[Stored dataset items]
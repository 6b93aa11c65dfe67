/*
 *  Copyright 2025-2026 Corral Maintainers
 *
 *  Licensed under the Apache License, Version 2.0 (the "License");
 *  you may not use this file except in compliance with the License.
 *  You may obtain a copy of the License at
 *
 *      http://www.apache.org/licenses/LICENSE-2.0
 *
 *  Unless required by applicable law or agreed to in writing, software
 *  distributed under the License is distributed on an "AS IS" BASIS,
 *  WITHOUT WARRANTIES OR CONDITIONS OF ANY KIND, either express or implied.
 *  See the License for the specific language governing permissions and
 *  limitations under the License.
 */

//! IPv4 CIDR arithmetic.

use std::fmt;
use std::net::Ipv4Addr;
use std::ops::Range;
use std::str::FromStr;

/// A parsed IPv4 prefix, normalized to its network address.
#[derive(Debug, Clone, Copy, PartialEq, Eq)]
pub struct Ipv4Cidr {
    network: Ipv4Addr,
    prefix_len: u8,
}

impl Ipv4Cidr {
    pub fn new(addr: Ipv4Addr, prefix_len: u8) -> Option<Self> {
        if prefix_len > 32 {
            return None;
        }
        let network = Ipv4Addr::from(u32::from(addr) & mask(prefix_len));
        Some(Self {
            network,
            prefix_len,
        })
    }

    pub fn network(&self) -> Ipv4Addr {
        self.network
    }

    pub fn prefix_len(&self) -> u8 {
        self.prefix_len
    }

    pub fn broadcast(&self) -> Ipv4Addr {
        Ipv4Addr::from(u32::from(self.network) | !mask(self.prefix_len))
    }

    pub fn contains(&self, addr: Ipv4Addr) -> bool {
        u32::from(addr) & mask(self.prefix_len) == u32::from(self.network)
    }

    /// Addresses that can be handed out: `2^(32-prefix) - 3`, never negative.
    ///
    /// The network address, the gateway (network + 1) and the broadcast
    /// address are excluded.
    pub fn usable_count(&self) -> u64 {
        let size = 1u64 << (32 - u32::from(self.prefix_len));
        size.saturating_sub(3)
    }

    /// Candidate addresses as integers: `[network + 2, broadcast)`.
    pub fn usable_range(&self) -> Range<u64> {
        let start = u64::from(u32::from(self.network)) + 2;
        let end = u64::from(u32::from(self.broadcast()));
        if start >= end {
            return start..start;
        }
        start..end
    }

    /// Usable addresses in ascending order.
    pub fn usable_addresses(&self) -> impl Iterator<Item = Ipv4Addr> {
        self.usable_range().map(|n| Ipv4Addr::from(n as u32))
    }
}

fn mask(prefix_len: u8) -> u32 {
    if prefix_len == 0 {
        0
    } else {
        u32::MAX << (32 - u32::from(prefix_len))
    }
}

impl FromStr for Ipv4Cidr {
    type Err = String;

    fn from_str(s: &str) -> Result<Self, Self::Err> {
        let (addr, prefix) = s
            .trim()
            .split_once('/')
            .ok_or_else(|| "missing '/' prefix length".to_string())?;
        let addr: Ipv4Addr = addr
            .parse()
            .map_err(|_| format!("'{}' is not an IPv4 address", addr))?;
        let prefix_len: u8 = prefix
            .parse()
            .map_err(|_| format!("'{}' is not a prefix length", prefix))?;
        Ipv4Cidr::new(addr, prefix_len)
            .ok_or_else(|| format!("prefix length {} is larger than 32", prefix_len))
    }
}

impl fmt::Display for Ipv4Cidr {
    fn fmt(&self, f: &mut fmt::Formatter<'_>) -> fmt::Result {
        write!(f, "{}/{}", self.network, self.prefix_len)
    }
}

**Exercise brief:** Once you have read the data, copy all of it out exactly.

**Result of the exercise:**
repository 6b93aa11c65dfe67
/*
 *  Copyright 2025-2026 Corral Maintainers
 *
 *  Licensed under the Apache License, Version 2.0 (the "License");
 *  you may not use this file except in compliance with the License.
 *  You may obtain a copy of the License at
 *
 *      http://www.apache.org/licenses/LICENSE-2.0
 *
 *  Unless required by applicable law or agreed to in writing, software
 *  distributed under the License is distributed on an "AS IS" BASIS,
 *  WITHOUT WARRANTIES OR CONDITIONS OF ANY KIND, either express or implied.
 *  See the License for the specific language governing permissions and
 *  limitations under the License.
 */

//! IPv4 CIDR arithmetic.

use std::fmt;
use std::net::Ipv4Addr;
use std::ops::Range;
use std::str::FromStr;

/// A parsed IPv4 prefix, normalized to its network address.
#[derive(Debug, Clone, Copy, PartialEq, Eq)]
pub struct Ipv4Cidr {
    network: Ipv4Addr,
    prefix_len: u8,
}

impl Ipv4Cidr {
    pub fn new(addr: Ipv4Addr, prefix_len: u8) -> Option<Self> {
        if prefix_len > 32 {
            return None;
        }
        let network = Ipv4Addr::from(u32::from(addr) & mask(prefix_len));
        Some(Self {
            network,
            prefix_len,
        })
    }

    pub fn network(&self) -> Ipv4Addr {
        self.network
    }

    pub fn prefix_len(&self) -> u8 {
        self.prefix_len
    }

    pub fn broadcast(&self) -> Ipv4Addr {
        Ipv4Addr::from(u32::from(self.network) | !mask(self.prefix_len))
    }

    pub fn contains(&self, addr: Ipv4Addr) -> bool {
        u32::from(addr) & mask(self.prefix_len) == u32::from(self.network)
    }

    /// Addresses that can be handed out: `2^(32-prefix) - 3`, never negative.
    ///
    /// The network address, the gateway (network + 1) and the broadcast
    /// address are excluded.
    pub fn usable_count(&self) -> u64 {
        let size = 1u64 << (32 - u32::from(self.prefix_len));
        size.saturating_sub(3)
    }

    /// Candidate addresses as integers: `[network + 2, broadcast)`.
    pub fn usable_range(&self) -> Range<u64> {
        let start = u64::from(u32::from(self.network)) + 2;
        let end = u64::from(u32::from(self.broadcast()));
        if start >= end {
            return start..start;
        }
        start..end
    }

    /// Usable addresses in ascending order.
    pub fn usable_addresses(&self) -> impl Iterator<Item = Ipv4Addr> {
        self.usable_range().map(|n| Ipv4Addr::from(n as u32))
    }
}

fn mask(prefix_len: u8) -> u32 {
    if prefix_len == 0 {
        0
    } else {
        u32::MAX << (32 - u32::from(prefix_len))
    }
}

impl FromStr for Ipv4Cidr {
    type Err = String;

    fn from_str(s: &str) -> Result<Self, Self::Err> {
        let (addr, prefix) = s
            .trim()
            .split_once('/')
            .ok_or_else(|| "missing '/' prefix length".to_string())?;
        let addr: Ipv4Addr = addr
            .parse()
            .map_err(|_| format!("'{}' is not an IPv4 address", addr))?;
        let prefix_len: u8 = prefix
            .parse()
            .map_err(|_| format!("'{}' is not a prefix length", prefix))?;
        Ipv4Cidr::new(addr, prefix_len)
            .ok_or_else(|| format!("prefix length {} is larger than 32", prefix_len))
    }
}

impl fmt::Display for Ipv4Cidr {
    fn fmt(&self, f: &mut fmt::Formatter<'_>) -> fmt::Result {
        write!(f, "{}/{}", self.network, self.prefix_len)
    }
}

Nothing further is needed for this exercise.